Nun fallen die letzten Schranken. Für Dienstagfrüh wird das Ergebnis der gestrigen Abstimmung im EU-Parlament über die Ratifizierung des Brexit-Pakts erwartet. Es wird wohl durchgehen – damit tritt das Abkommen endgültig mit 1. Mai in Kraft.
„Worüber Sie abstimmen, ist folgenschwer in dem, wofür es steht und was es sichert“, sagte Kommissionspräsidentin Ursula von der Leyen gestern vor den Abgeordneten. An der Vertragstreue Londons besteht erheblicher Zweifel, vor allem die Sonderregeln für Nordirland wurden jetzt schon gebrochen. Die Ratifizierung ermöglicht es nun aber, im Streitfall Sanktionsmechanismen zu starten. Die EU, so von der Leyen, sei nicht erpicht darauf, diese zu nutzen, werde aber im Notfall auch nicht zögern.

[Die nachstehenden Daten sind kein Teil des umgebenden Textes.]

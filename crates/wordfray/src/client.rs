//! `GameClient` builder and event loop.
//!
//! This ties the layers together: user input and server events come in,
//! the turn machine decides, the connection manager delivers.

use tokio::sync::mpsc;
use tokio::time;
use wordfray_protocol::{ClientMessage, GameOptions, ServerMessage};
use wordfray_session::{ConnectionManager, ConnectionState, Endpoint, SessionConfig, SessionEvent};
use wordfray_transport::Connector;
use wordfray_turn::{
    AcceptAll, Panel, PendingReveal, Presenter, Toast, TurnConfig, TurnMachine, WordChecker,
};

use crate::{ClientConfig, ConfigStore, WordfrayError};

/// Capacity of the user input channel.
const INPUT_BUFFER: usize = 64;

/// Something the player did.
#[derive(Debug, Clone, PartialEq, Eq)]
pub enum UserInput {
    CreateRoom,
    /// Join by code; surrounding whitespace and case are ignored.
    JoinRoom(String),
    Letter(char),
    Backspace,
    Enter,
    /// Hide one letter of the opponent's row; `row` defaults to the
    /// current one.
    Sabotage { column: usize, row: Option<usize> },
    ConfirmRestart,
    /// Change the turn timer, in seconds.
    SetTimer(u32),
    /// Change the server address for the next connection.
    SetEndpoint(String),
    /// Leave the room and return to the start panel.
    BackToStart,
    Quit,
}

/// Whether [`GameClient::step`] wants to be called again.
#[derive(Debug, Clone, Copy, PartialEq, Eq)]
pub enum Flow {
    Continue,
    Quit,
}

/// What woke [`GameClient::step`].
enum Wake {
    Input(Option<UserInput>),
    Session(SessionEvent),
    Reveal(u64),
}

// ---------------------------------------------------------------------------
// Builder
// ---------------------------------------------------------------------------

/// Builder for configuring a [`GameClient`].
///
/// # Example
///
/// ```rust,ignore
/// let (mut client, inputs) = GameClientBuilder::new()
///     .config(config)
///     .store(ConfigStore::new("wordfray.json"))
///     .build(WebSocketConnector::new(), TracingPresenter, AcceptAll);
/// inputs.send(UserInput::CreateRoom).await?;
/// client.run().await;
/// ```
pub struct GameClientBuilder {
    config: ClientConfig,
    session_config: SessionConfig,
    turn_config: TurnConfig,
    store: Option<ConfigStore>,
}

impl GameClientBuilder {
    /// Creates a new builder with default settings.
    pub fn new() -> Self {
        Self {
            config: ClientConfig::default(),
            session_config: SessionConfig::default(),
            turn_config: TurnConfig::default(),
            store: None,
        }
    }

    /// Sets the persisted settings (endpoint and game options).
    pub fn config(mut self, config: ClientConfig) -> Self {
        self.config = config;
        self
    }

    /// Sets keepalive and reconnection timing.
    pub fn session_config(mut self, config: SessionConfig) -> Self {
        self.session_config = config;
        self
    }

    /// Sets the visual reveal delay.
    pub fn turn_config(mut self, config: TurnConfig) -> Self {
        self.turn_config = config;
        self
    }

    /// Saves settings changes to `store`. Without one, changes last only
    /// for this run.
    pub fn store(mut self, store: ConfigStore) -> Self {
        self.store = Some(store);
        self
    }

    /// Builds the client and the sender its input is read from.
    pub fn build<C, P, W>(
        self,
        connector: C,
        presenter: P,
        words: W,
    ) -> (GameClient<C, P, W>, mpsc::Sender<UserInput>)
    where
        C: Connector,
        P: Presenter,
        W: WordChecker,
    {
        let (tx, rx) = mpsc::channel(INPUT_BUFFER);
        let session =
            ConnectionManager::new(connector, self.config.endpoint.clone(), self.session_config);
        let turn = TurnMachine::with_words(presenter, words, self.turn_config);

        let client = GameClient {
            session,
            turn,
            config: self.config,
            store: self.store,
            inputs: rx,
        };
        (client, tx)
    }
}

impl Default for GameClientBuilder {
    fn default() -> Self {
        Self::new()
    }
}

// ---------------------------------------------------------------------------
// GameClient
// ---------------------------------------------------------------------------

/// One player's client: a connection, a game, and an input queue.
///
/// Everything runs on the task that calls [`run`](Self::run) (or
/// [`step`](Self::step)); handlers never overlap.
pub struct GameClient<C: Connector, P: Presenter, W: WordChecker = AcceptAll> {
    session: ConnectionManager<C>,
    turn: TurnMachine<P, W>,
    config: ClientConfig,
    store: Option<ConfigStore>,
    inputs: mpsc::Receiver<UserInput>,
}

impl<C: Connector, P: Presenter, W: WordChecker> GameClient<C, P, W> {
    pub fn session(&self) -> &ConnectionManager<C> {
        &self.session
    }

    pub fn turn(&self) -> &TurnMachine<P, W> {
        &self.turn
    }

    pub fn presenter(&self) -> &P {
        self.turn.presenter()
    }

    pub fn presenter_mut(&mut self) -> &mut P {
        self.turn.presenter_mut()
    }

    pub fn config(&self) -> &ClientConfig {
        &self.config
    }

    /// Processes events until the player quits or every input sender is
    /// dropped. Errors from individual events are logged, never fatal.
    pub async fn run(&mut self) {
        tracing::info!(endpoint = %self.config.endpoint, "client running");
        loop {
            match self.step().await {
                Ok(Flow::Continue) => {}
                Ok(Flow::Quit) => break,
                Err(WordfrayError::Turn(e)) => tracing::debug!(error = %e, "ignored"),
                Err(e) => tracing::warn!(error = %e, "event failed"),
            }
        }
        tracing::info!("client stopped");
    }

    /// Waits for and handles exactly one event: a user input, something
    /// from the server or the connection, or the visual reveal firing.
    pub async fn step(&mut self) -> Result<Flow, WordfrayError> {
        let reveal = self.turn.pending_reveal();
        let wake = tokio::select! {
            input = self.inputs.recv() => Wake::Input(input),
            event = self.session.next_event() => Wake::Session(event),
            token = reveal_elapsed(reveal) => Wake::Reveal(token),
        };

        match wake {
            Wake::Input(None) => {
                tracing::debug!("input closed");
                self.session.reset().await;
                Ok(Flow::Quit)
            }
            Wake::Input(Some(input)) => self.handle_input(input).await,
            Wake::Session(event) => {
                self.handle_event(event).await?;
                Ok(Flow::Continue)
            }
            Wake::Reveal(token) => {
                self.turn.on_reveal_elapsed(token);
                Ok(Flow::Continue)
            }
        }
    }

    // -----------------------------------------------------------------------
    // User input
    // -----------------------------------------------------------------------

    async fn handle_input(&mut self, input: UserInput) -> Result<Flow, WordfrayError> {
        match input {
            UserInput::CreateRoom => self.create_room().await?,
            UserInput::JoinRoom(code) => self.join_room(&code).await?,
            UserInput::Letter(letter) => {
                self.turn.type_letter(letter);
            }
            UserInput::Backspace => {
                self.turn.backspace();
            }
            UserInput::Enter => {
                let msg = self.turn.submit()?;
                self.session.send(msg).await?;
            }
            UserInput::Sabotage { column, row } => {
                let row = row.unwrap_or_else(|| self.turn.state().row());
                let msg = self.turn.sabotage(column, row)?;
                self.session.send(msg).await?;
            }
            UserInput::ConfirmRestart => {
                let msg = self.turn.confirm_restart()?;
                self.session.send(msg).await?;
            }
            UserInput::SetTimer(timer) => self.set_options(GameOptions { timer }).await?,
            UserInput::SetEndpoint(endpoint) => {
                tracing::info!(%endpoint, "endpoint changed");
                self.session.set_address(endpoint.clone());
                self.config.endpoint = endpoint;
                self.persist().await?;
            }
            UserInput::BackToStart => self.leave().await,
            UserInput::Quit => {
                self.session.reset().await;
                return Ok(Flow::Quit);
            }
        }
        Ok(Flow::Continue)
    }

    async fn create_room(&mut self) -> Result<(), WordfrayError> {
        self.turn.reset_session();
        if let Err(e) = self.session.connect(Endpoint::CreateRoom).await {
            self.turn.presenter_mut().show_toast(Toast::RoomCreationFailed);
            return Err(e.into());
        }
        self.session
            .send(ClientMessage::GameOptions { options: self.config.options })
            .await?;
        Ok(())
    }

    async fn join_room(&mut self, code: &str) -> Result<(), WordfrayError> {
        let code = code.trim().to_lowercase();
        if code.is_empty() {
            self.turn.presenter_mut().show_toast(Toast::RoomJoinFailed);
            return Ok(());
        }

        self.turn.reset_session();
        if let Err(e) = self.session.connect(Endpoint::JoinRoom(code)).await {
            self.turn.presenter_mut().show_toast(Toast::RoomJoinFailed);
            return Err(e.into());
        }
        self.turn.start_game();
        Ok(())
    }

    async fn set_options(&mut self, options: GameOptions) -> Result<(), WordfrayError> {
        let options = options.validated();
        self.config.options = options;
        if self.session.state() != ConnectionState::Disconnected {
            self.session.send(ClientMessage::GameOptions { options }).await?;
        }
        self.persist().await
    }

    async fn leave(&mut self) {
        tracing::info!("leaving room");
        self.session.reset().await;
        self.turn.reset_session();
        self.turn.presenter_mut().show_panel(Panel::Start);
    }

    async fn persist(&self) -> Result<(), WordfrayError> {
        if let Some(store) = &self.store {
            store.save(&self.config).await?;
        }
        Ok(())
    }

    // -----------------------------------------------------------------------
    // Session events
    // -----------------------------------------------------------------------

    async fn handle_event(&mut self, event: SessionEvent) -> Result<(), WordfrayError> {
        match event {
            SessionEvent::Inbound(msg) => {
                if let ServerMessage::RoomCode(code) = &msg {
                    self.session.set_room_code(code.clone());
                }
                self.turn.handle_message(msg)?;
            }
            SessionEvent::ConnectionLost => {
                self.turn.presenter_mut().show_toast(Toast::ConnectionLost);
            }
            SessionEvent::Reconnected => {
                self.turn.presenter_mut().show_toast(Toast::Reconnected);
            }
            SessionEvent::Unrecoverable => {
                self.turn.presenter_mut().show_toast(Toast::ConnectionLost);
                self.leave().await;
            }
        }
        Ok(())
    }
}

async fn reveal_elapsed(reveal: Option<PendingReveal>) -> u64 {
    match reveal {
        Some(reveal) => {
            time::sleep_until(reveal.deadline).await;
            reveal.token
        }
        None => std::future::pending().await,
    }
}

Es bestehe zwar großer Nachbesserungsbedarf, aber das Abkommen sei die „beste verfügbare Option“, sagte Brexit-Berichterstatter Andreas Schieder (SPÖ). EVP-Fraktionschef Manfred Weber meinte, die Schlüsselfrage sei Vertrauen, sei die Glaubwürdigkeit der Regierung Johnson. Ähnlich drückte es die Fraktionschefin der Grünen, Ska Keller, aus: „Großbritannien darf nicht zum Singapur an der Themse werden.“ Die EU-Kommission müsse nun dafür sorgen, dass Sozial-, Steuer- und Umweltdumping verhindert werde. Die Abstimmung sei nicht das Ende der gemeinsamen Geschichte, aber die Eröffnung eines neuen Kapitels. Die liberale EP-Vizepräsidentin Nicola Beer erklärte, eine „weitere Hängepartie“ wäre verantwortungslos gewesen.
"Es ist mehr als bedauerlich, dass sich das Vereinigte Königreich zu diesem Schritt in die falsche Richtung entschieden hat und aus der EU ausgetreten ist. Jetzt schauen wir nach vorne und kümmern uns um eine gute nachbarschaftliche Zusammenarbeit. Die ist unbedingt nötig", sagten die ÖVP-Europaabgeordneten Angelika Winzig und Lukas Mandl.
Frist bis 30. April
Die britische Regierung weicht derzeit einseitig von einzelnen Vereinbarungen ab, was Brüssel als Vertragsbruch wertet. EU-Parlamentarier hatten gedroht, deswegen die Bestätigung des zu Weihnachten 2020 geschlossenen zweiten Abkommens zu verschieben. Das Handels- und Kooperationsabkommen wird bereits vorläufig angewandt. Beide Seiten hatten vereinbart, es bis 30. April endgültig in Kraft zu setzen. Einer Fristverlängerung hätte Großbritannien zustimmen müssen.
Bei ernsthaften und nicht zu klärenden Verstößen kann jede Vertragspartei notfalls Vereinbarungen außer Kraft setzen und zum Beispiel Zölle verhängen oder den Marktzugang erschweren.
Grundsätzlich soll der neue Handelspakt genau dies verhindern: Zölle und Handelsbarrieren. Er legt fest, dass britische Waren zollfrei und unbegrenzt in die EU eingeführt werden dürfen - und umgekehrt. Dennoch gibt es seit 1. Jänner Zollformalitäten und Kontrollen. Unter anderem wird geprüft, ob Produkte wirklich hauptsächlich in Großbritannien hergestellt wurden und ob Lebensmittel geforderten Standards entsprechen. Für die EU war das zentral: gleiche Standards, gleiche Wettbewerbsbedingungen und Schutz des Binnenmarkts.